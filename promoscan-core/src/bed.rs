//! Genomic intervals and narrowPeak records.
//!
//! Coordinates handed out by this module are 1-based and inclusive, the
//! convention used by annotation tables. BED files are 0-based half-open on
//! disk; records are converted while parsing so that downstream code never
//! has to remember which convention it is looking at.
pub mod io;
pub mod tree;

use serde::{de, Deserialize, Deserializer, Serialize, Serializer};
use std::{fmt, num, str::FromStr};

const DELIMITER: char = '\t';
const MISSING_ITEM: &str = ".";

/// A minimal genomic interval: chromosome, 1-based start, inclusive end.
#[derive(Clone, Debug, Eq, PartialEq, Ord, PartialOrd, Hash)]
pub struct GenomicRange(String, u64, u64);

impl GenomicRange {
    pub fn new<C>(chrom: C, start: u64, end: u64) -> Self
    where
        C: Into<String>,
    {
        Self(chrom.into(), start, end)
    }
}

/// Common interval fields.
pub trait BEDLike {
    /// Return the chromosome name of the record
    fn chrom(&self) -> &str;

    /// Return the 1-based start position of the record
    fn start(&self) -> u64;

    /// Return the end position (inclusive) of the record
    fn end(&self) -> u64;

    /// Return the number of bases covered by the record
    fn len(&self) -> u64 {
        self.end() + 1 - self.start()
    }

    fn to_genomic_range(&self) -> GenomicRange {
        GenomicRange::new(self.chrom(), self.start(), self.end())
    }

    fn overlaps<B: BEDLike>(&self, other: &B) -> bool {
        self.chrom() == other.chrom() && self.start() <= other.end() && other.start() <= self.end()
    }

    /// Convert the record to a string representation: chr:start-end
    fn pretty_show(&self) -> String {
        format!("{}:{}-{}", self.chrom(), self.start(), self.end())
    }
}

impl BEDLike for GenomicRange {
    fn chrom(&self) -> &str { &self.0 }
    fn start(&self) -> u64 { self.1 }
    fn end(&self) -> u64 { self.2 }
}

impl fmt::Display for GenomicRange {
    fn fmt(&self, f: &mut fmt::Formatter<'_>) -> fmt::Result {
        write!(f, "{}:{}-{}", self.0, self.1, self.2)
    }
}

impl FromStr for GenomicRange {
    type Err = ParseError;

    /// Parse `chr:start-end`.
    fn from_str(s: &str) -> Result<Self, Self::Err> {
        let (chrom, range) = s.rsplit_once(':').ok_or(ParseError::MissingStartPosition)?;
        let (start, end) = range.split_once('-').ok_or(ParseError::MissingEndPosition)?;
        let start = start.trim().parse().map_err(ParseError::InvalidStartPosition)?;
        let end = end.trim().parse().map_err(ParseError::InvalidEndPosition)?;
        Ok(GenomicRange::new(chrom, start, end))
    }
}

#[derive(Clone, Copy, Debug, Eq, PartialEq, Hash)]
pub enum Strand {
    Forward,
    Reverse,
    Unknown,
}

impl fmt::Display for Strand {
    fn fmt(&self, f: &mut fmt::Formatter<'_>) -> fmt::Result {
        let c = match self {
            Strand::Forward => "+",
            Strand::Reverse => "-",
            Strand::Unknown => MISSING_ITEM,
        };
        f.write_str(c)
    }
}

impl FromStr for Strand {
    type Err = ParseError;

    fn from_str(s: &str) -> Result<Self, Self::Err> {
        match s {
            "+" => Ok(Strand::Forward),
            "-" => Ok(Strand::Reverse),
            "." | "?" => Ok(Strand::Unknown),
            other => Err(ParseError::InvalidStrand(other.to_string())),
        }
    }
}

impl Serialize for Strand {
    fn serialize<S: Serializer>(&self, serializer: S) -> Result<S::Ok, S::Error> {
        serializer.collect_str(self)
    }
}

impl<'de> Deserialize<'de> for Strand {
    fn deserialize<D: Deserializer<'de>>(deserializer: D) -> Result<Self, D::Error> {
        let s = String::deserialize(deserializer)?;
        s.parse().map_err(de::Error::custom)
    }
}

/// An ENCODE narrowPeak record (BED6+4).
///
/// `peak` is the 0-based offset of the point source from the on-disk start,
/// `None` when the file reports `-1`.
#[derive(Clone, Debug, PartialEq)]
pub struct NarrowPeak {
    pub chrom: String,
    pub start: u64,
    pub end: u64,
    pub name: Option<String>,
    pub score: Option<f64>,
    pub strand: Option<Strand>,
    pub signal_value: f64,
    pub p_value: Option<f64>,
    pub q_value: Option<f64>,
    pub peak: Option<u64>,
}

impl NarrowPeak {
    /// The single best base estimate inside the interval. A zero-length
    /// interval has its summit at `start`.
    pub fn summit(&self) -> u64 {
        match self.peak {
            Some(offset) => self.start + offset,
            None => (self.start + self.end.max(self.start)) / 2,
        }
    }
}

impl BEDLike for NarrowPeak {
    fn chrom(&self) -> &str { &self.chrom }
    fn start(&self) -> u64 { self.start }
    fn end(&self) -> u64 { self.end }
}

impl FromStr for NarrowPeak {
    type Err = ParseError;

    fn from_str(s: &str) -> Result<Self, Self::Err> {
        let mut fields = s.split(DELIMITER);
        let chrom = parse_chrom(&mut fields)?.to_string();
        // on-disk start is 0-based
        let start = parse_start(&mut fields)?;
        let end = parse_end(&mut fields)?;
        if end < start {
            return Err(ParseError::InvalidRange(start, end));
        }
        let start = start + 1;
        let name = parse_name(&mut fields)?;
        let score = parse_optional_float(&mut fields, ParseError::MissingScore)?;
        let strand = parse_strand(&mut fields)?;
        let signal_value = parse_optional_float(&mut fields, ParseError::MissingSignalValue)?
            .unwrap_or(0.0);
        let p_value = parse_optional_float(&mut fields, ParseError::MissingPValue)?
            .filter(|x| *x >= 0.0);
        let q_value = parse_optional_float(&mut fields, ParseError::MissingQValue)?
            .filter(|x| *x >= 0.0);
        let peak = fields
            .next()
            .ok_or(ParseError::MissingPeak)
            .and_then(|s| lexical::parse::<i64, _>(s).map_err(ParseError::InvalidPeak))
            .map(|x| u64::try_from(x).ok())?;
        Ok(NarrowPeak { chrom, start, end, name, score, strand, signal_value, p_value, q_value, peak })
    }
}

impl fmt::Display for NarrowPeak {
    fn fmt(&self, f: &mut fmt::Formatter<'_>) -> fmt::Result {
        let opt = |x: Option<f64>| x.map_or("-1".to_string(), |v| v.to_string());
        write!(
            f,
            "{}\t{}\t{}\t{}\t{}\t{}\t{}\t{}\t{}\t{}",
            self.chrom,
            self.start - 1,
            self.end,
            self.name.as_deref().unwrap_or(MISSING_ITEM),
            self.score.map_or("0".to_string(), |v| v.to_string()),
            self.strand.map_or(MISSING_ITEM.to_string(), |s| s.to_string()),
            self.signal_value,
            opt(self.p_value),
            opt(self.q_value),
            self.peak.map_or(-1, |p| p as i64),
        )
    }
}

fn parse_chrom<'a, I>(fields: &mut I) -> Result<&'a str, ParseError>
where
    I: Iterator<Item = &'a str>,
{
    fields
        .next()
        .filter(|s| !s.is_empty())
        .ok_or(ParseError::MissingReferenceSequenceName)
}

fn parse_start<'a, I>(fields: &mut I) -> Result<u64, ParseError>
where
    I: Iterator<Item = &'a str>,
{
    fields
        .next()
        .ok_or(ParseError::MissingStartPosition)
        .and_then(|s| s.parse().map_err(ParseError::InvalidStartPosition))
}

fn parse_end<'a, I>(fields: &mut I) -> Result<u64, ParseError>
where
    I: Iterator<Item = &'a str>,
{
    fields
        .next()
        .ok_or(ParseError::MissingEndPosition)
        .and_then(|s| s.parse().map_err(ParseError::InvalidEndPosition))
}

fn parse_name<'a, I>(fields: &mut I) -> Result<Option<String>, ParseError>
where
    I: Iterator<Item = &'a str>,
{
    fields
        .next()
        .ok_or(ParseError::MissingName)
        .map(|s| match s {
            MISSING_ITEM => None,
            _ => Some(s.into()),
        })
}

fn parse_strand<'a, I>(fields: &mut I) -> Result<Option<Strand>, ParseError>
where
    I: Iterator<Item = &'a str>,
{
    fields
        .next()
        .ok_or(ParseError::MissingStrand)
        .and_then(|s| match s {
            MISSING_ITEM => Ok(None),
            _ => s.parse().map(Some),
        })
}

fn parse_optional_float<'a, I>(fields: &mut I, missing: ParseError) -> Result<Option<f64>, ParseError>
where
    I: Iterator<Item = &'a str>,
{
    let s = fields.next().ok_or(missing)?;
    match s {
        MISSING_ITEM => Ok(None),
        _ => lexical::parse(s).map(Some).map_err(ParseError::InvalidFloat),
    }
}

/// An error returned when a raw BED record fails to parse.
#[derive(Clone, Debug, Eq, PartialEq)]
pub enum ParseError {
    /// The reference sequence name is missing.
    MissingReferenceSequenceName,
    /// The start position is missing.
    MissingStartPosition,
    /// The start position is invalid.
    InvalidStartPosition(num::ParseIntError),
    /// The end position is missing.
    MissingEndPosition,
    /// The end position is invalid.
    InvalidEndPosition(num::ParseIntError),
    /// The end position is before the start position.
    InvalidRange(u64, u64),
    MissingName,
    MissingScore,
    MissingStrand,
    InvalidStrand(String),
    MissingSignalValue,
    MissingPValue,
    MissingQValue,
    /// A floating point column is invalid.
    InvalidFloat(lexical::Error),
    MissingPeak,
    InvalidPeak(lexical::Error),
}

impl fmt::Display for ParseError {
    fn fmt(&self, f: &mut fmt::Formatter<'_>) -> fmt::Result {
        match self {
            Self::MissingReferenceSequenceName => f.write_str("missing reference sequence name"),
            Self::MissingStartPosition => f.write_str("missing start position"),
            Self::InvalidStartPosition(e) => write!(f, "invalid start position: {}", e),
            Self::MissingEndPosition => f.write_str("missing end position"),
            Self::InvalidEndPosition(e) => write!(f, "invalid end position: {}", e),
            Self::InvalidRange(start, end) => write!(f, "end position {} is before start position {}", end, start),
            Self::MissingName => f.write_str("missing name"),
            Self::MissingScore => f.write_str("missing score"),
            Self::MissingStrand => f.write_str("missing strand"),
            Self::InvalidStrand(s) => write!(f, "invalid strand: {}", s),
            Self::MissingSignalValue => f.write_str("missing signal value"),
            Self::MissingPValue => f.write_str("missing p-value"),
            Self::MissingQValue => f.write_str("missing q-value"),
            Self::InvalidFloat(e) => write!(f, "invalid floating point value: {}", e),
            Self::MissingPeak => f.write_str("missing peak offset"),
            Self::InvalidPeak(e) => write!(f, "invalid peak offset: {}", e),
        }
    }
}

impl std::error::Error for ParseError {}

## What the task asks
Please copy all lines of the listing in which the string "InvalidFloat" occurs.

## Answer space
        _ => lexical::parse(s).map(Some).map_err(ParseError::InvalidFloat),
    InvalidFloat(lexical::Error),
            Self::InvalidFloat(e) => write!(f, "invalid floating point value: {}", e),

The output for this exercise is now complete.